Foucault highlighted five expressions of power which were used to control people: 1) sovereign power associated with those in control; 2) disciplinary power associated with institutions like schools and factories; 3) pastoral power which is associated with Christian pastorate but secularized by the state; 4) biopower which refers to govern life forces; and 5) technologies of the self which is where people act upon themselves (Nadesan, 2008, p.8).

Staples (2000) stated that Foucault believed that penal reformers of the 18th century tried to make punishment rationally organized and proportional to the crime committed. For them, deterrence, rather than retribution was the purpose , and they sent criminals for both body and soul refromation at asylums. This was to break the offender of his bad habits and rehabilitate the deviant to society. Punishment would be a success when the criminal was "rehabilitated." Foucault questioned whether this "rehabilitation" was "progress" or more "humane." Staples illustrates this by asking, is pain the only measure of benevolence? Would one rather want five lashes or five years in prison? (p. 16). Somewhere along the line, reformers started to think that a criminal could offer more than his body as punishment; he should be morally reformed from the inside out (p. 17).


References:

Bauman, Z. & Lyon, D. (2013). Liquid surveillance. Cambridge: Polity Press.

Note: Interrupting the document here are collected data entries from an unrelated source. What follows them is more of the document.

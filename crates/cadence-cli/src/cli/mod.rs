//! CLI command definitions for the `cadence` binary.
//!
//! Uses clap derive macros for argument parsing. `cadence run` drives a
//! workflow; `cadence sessions ...` inspects and maintains stored runs.

pub mod input;
pub mod run;
pub mod session;

use std::path::PathBuf;

use clap::{Parser, Subcommand};

/// Run multi-step AI workflows from YAML.
#[derive(Parser)]
#[command(name = "cadence", version, about, long_about = None)]
#[command(propagate_version = true)]
pub struct Cli {
    /// Output machine-readable JSON instead of styled text.
    #[arg(long, global = true)]
    pub json: bool,

    /// Suppress all output except errors.
    #[arg(short, long, global = true)]
    pub quiet: bool,

    /// Detailed output (-v for info, -vv for debug, -vvv for trace).
    #[arg(short, long, action = clap::ArgAction::Count, global = true)]
    pub verbose: u8,

    /// Export tracing spans to stdout through OpenTelemetry.
    #[arg(long, global = true, hide = true, env = "CADENCE_OTEL")]
    pub otel: bool,

    #[command(subcommand)]
    pub command: Commands,
}

#[derive(Subcommand)]
pub enum Commands {
    /// Run a workflow, or resume a previous session.
    Run {
        /// Path to the workflow YAML file.
        workflow: PathBuf,

        /// Resume from a step: `STEP` (latest session) or `TIMESTAMP:STEP`.
        #[arg(long, value_name = "[TS:]STEP")]
        replay: Option<String>,

        /// Stop before this step runs.
        #[arg(long, value_name = "STEP")]
        pause: Option<String>,

        /// Resource to bind as the workflow target.
        #[arg(long)]
        target: Option<String>,

        /// Never prompt; input steps without a default put the session in
        /// the waiting state.
        #[arg(long)]
        non_interactive: bool,
    },

    /// Inspect and maintain stored sessions.
    #[command(alias = "session")]
    Sessions {
        #[command(subcommand)]
        action: SessionsCommand,
    },
}

#[derive(Subcommand)]
pub enum SessionsCommand {
    /// List sessions, newest first.
    #[command(alias = "ls")]
    List {
        /// Filter by status (running, waiting, completed, failed).
        #[arg(long)]
        status: Option<String>,

        /// Filter by workflow name.
        #[arg(long)]
        workflow: Option<String>,

        /// Maximum number of sessions to show.
        #[arg(long, default_value = "20")]
        limit: usize,
    },

    /// Delete sessions created more than N days ago.
    Cleanup {
        #[arg(long, value_name = "N")]
        older_than_days: u32,
    },

    /// Deliver an external event to a session (e.g. an input answer).
    Event {
        /// Session key, `<workflow_key>/<timestamp>`.
        session: String,

        /// Event name; input steps match on their name.
        name: String,

        /// JSON payload (a bare word is stored as a string).
        #[arg(long)]
        payload: Option<String>,
    },
}

#[cfg(test)]
mod tests {
    use super::*;

    #[test]
    fn cli_definition_is_valid() {
        use clap::CommandFactory;
        Cli::command().debug_assert();
    }

    #[test]
    fn run_accepts_resume_options() {
        let cli = Cli::try_parse_from([
            "cadence", "run", "review/workflow.yml", "--replay", "20250301_101500_000:lint", "--pause",
            "summarize", "--target", "src/lib.rs", "-vv",
        ])
        .unwrap();
        assert_eq!(cli.verbose, 2);
        match cli.command {
            Commands::Run { workflow, replay, pause, target, non_interactive } => {
                assert_eq!(workflow, PathBuf::from("review/workflow.yml"));
                assert_eq!(replay.as_deref(), Some("20250301_101500_000:lint"));
                assert_eq!(pause.as_deref(), Some("summarize"));
                assert_eq!(target.as_deref(), Some("src/lib.rs"));
                assert!(!non_interactive);
            }
            _ => panic!("expected run"),
        }
    }

    #[test]
    fn sessions_subcommands_parse() {
        let cli = Cli::try_parse_from(["cadence", "sessions", "cleanup", "--older-than-days", "7"]).unwrap();
        assert!(matches!(
            cli.command,
            Commands::Sessions { action: SessionsCommand::Cleanup { older_than_days: 7 } }
        ));

        let cli = Cli::try_parse_from([
            "cadence", "sessions", "event", "review_0123456789ab/20250301_101500_000", "approve", "--payload",
            "true", "--json",
        ])
        .unwrap();
        assert!(cli.json);
        match cli.command {
            Commands::Sessions { action: SessionsCommand::Event { session, name, payload } } => {
                assert_eq!(session, "review_0123456789ab/20250301_101500_000");
                assert_eq!(name, "approve");
                assert_eq!(payload.as_deref(), Some("true"));
            }
            _ => panic!("expected sessions event"),
        }
    }
}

Foucault, M. (1977). Discipline and punish: The birth of the prison. (A. Sheridan, Trans.). New York: Vintage.

Haggerty, K.D., & Ericson, R. (2000). The Surveillant assemblage. British Journal of Sociology, 51(4), 605-622.

Nadesan, M.H. (2008). Governmentality, biopower, and everyday life. Florence, KY: Routledge.

Staples, W. G. (2000). Everyday surveillance: Vigilance and visibility in postmodern life. 2nd ed. Lanham: Rowman & Littlefield.